Notes on Reading and Literature: Reading Borges

These thoughts came about during a conversation with a friend of mine. They should be taken as reading advice for first-time readers of Jorge Luis Borges.

It's a Tale

If you haven’t read Borges, you should. There’s a collection called Labyrinths, which contains a nice selection of both his fiction and non-fiction. It’s perhaps the best place to start. The advantage of having a selection of Borges’s essays in the same volume as his stories is that the essays are, simultaneously, a lively counterpoint to the stories and a clear illumination of the ideas, obsessions, and themes at their heart. From there you could go to his Selected Non-Fictions, edited by Eliot Weinberger (as Borgesian an editor as you could wish for and as eruditely imaginative an essayist as Borges himself*) and then on to the single-volume Collected Fictions, translated by Andrew Hurley (this is controversial terrain; see here). Both these are available as handsome, deckle-edged, Deluxe editions from Penguin.

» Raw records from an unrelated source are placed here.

//! Line splitting and field interpretation for the event-stream format.
//!
//! See the [event stream interpretation] rules of the HTML Living Standard.
//!
//! [event stream interpretation]: https://html.spec.whatwg.org/multipage/server-sent-events.html#event-stream-interpretation

use bytes::{Buf, Bytes, BytesMut};
use bytes_utils::Str;

use super::constants::{COLON, CR, EMPTY_STR, LF};

/// One classified line of an event stream.
#[derive(Debug, Clone, PartialEq, Eq)]
pub enum Line {
    /// An empty line: the dispatch boundary.
    Empty,
    /// A comment (`:` in the first position).
    Comment,
    /// An `event` field with its value.
    Event(Str),
    /// A `data` field with its value.
    Data(Str),
    /// Any other field name. Accepted and ignored.
    Ignored,
}

/// Finds the next end-of-line in `bytes`.
///
/// Returns `(line_end, remainder_start)`: the non-inclusive end of the line
/// and the inclusive start of the remainder. Returns `None` if no terminator
/// has arrived yet. A CR ends its line at once, even as the last buffered
/// byte; the LF of a CRLF pair split across chunks is dropped by the caller.
fn find_eol(bytes: &[u8]) -> Option<(usize, usize)> {
    let first_match = memchr::memchr2(CR, LF, bytes)?;

    match bytes[first_match] {
        LF => Some((first_match, first_match + 1)),
        _ if bytes.get(first_match + 1) == Some(&LF) => Some((first_match, first_match + 2)),
        _ => Some((first_match, first_match + 1)),
    }
}

/// Splits the next complete line off the front of `buffer`, without its
/// terminator.
///
/// The flag is `true` when the line ended in a CR that was the last buffered
/// byte, so a LF opening the next chunk still belongs to this terminator.
/// Returns `None` if the buffer holds no complete line yet.
pub(crate) fn next_line(buffer: &mut BytesMut) -> Option<(Bytes, bool)> {
    let (line_end, rem_start) = find_eol(buffer)?;
    let awaiting_lf = buffer[line_end] == CR && rem_start == buffer.len();

    let line = buffer.split_to(line_end).freeze();
    buffer.advance(rem_start - line_end);
    Some((line, awaiting_lf))
}

/// Decodes a field value. Invalid UTF-8 is replaced rather than rejected.
fn to_str(value: Bytes) -> Str {
    if value.is_empty() {
        return EMPTY_STR;
    }
    match std::str::from_utf8(&value) {
        // Safety: the bytes were just validated as UTF-8.
        Ok(_) => unsafe { Str::from_inner_unchecked(value) },
        Err(_) => Str::from(String::from_utf8_lossy(&value).as_ref()),
    }
}

/// Classifies a line (terminator already stripped).
///
/// The value is everything after the first colon, minus at most one leading
/// space. A line without a colon is a field name with an empty value, so a
/// bare `data` line appends an empty data fragment.
pub fn classify(line: Bytes) -> Line {
    if line.is_empty() {
        return Line::Empty;
    }

    let (name, value) = match memchr::memchr(COLON, &line) {
        Some(0) => return Line::Comment,
        Some(colon_pos) => {
            let value = line.slice(colon_pos + 1..);
            let value = if value.first() == Some(&b' ') {
                value.slice(1..)
            } else {
                value
            };
            (line.slice(..colon_pos), value)
        }
        None => (line, Bytes::new()),
    };

    match name.as_ref() {
        b"event" => Line::Event(to_str(value)),
        b"data" => Line::Data(to_str(value)),
        _ => Line::Ignored,
    }
}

Most of Borges’s stories read like essays and non-fiction accounts, while his non-fiction possesses the creativity and imagination we associate with the best of fiction. And they’re all centred around logical or philosophical puzzles of one kind or another. In my opinion though—maybe because of the currently available translations, maybe not—Borges the essayist is more magical than Borges the fictioneer. And even if you choose not to read his fiction, you certainly should, nay must, read his fantastic ‘non-fictions’.

*See, for instance, his An Elemental Thing.
^It is said that the term non-fiction has no equivalent in the Spanish language. I believe, though I’m not sure at the moment, that it’s Weinberger who points this out in his excellent introduction to Selected Non-Fictions.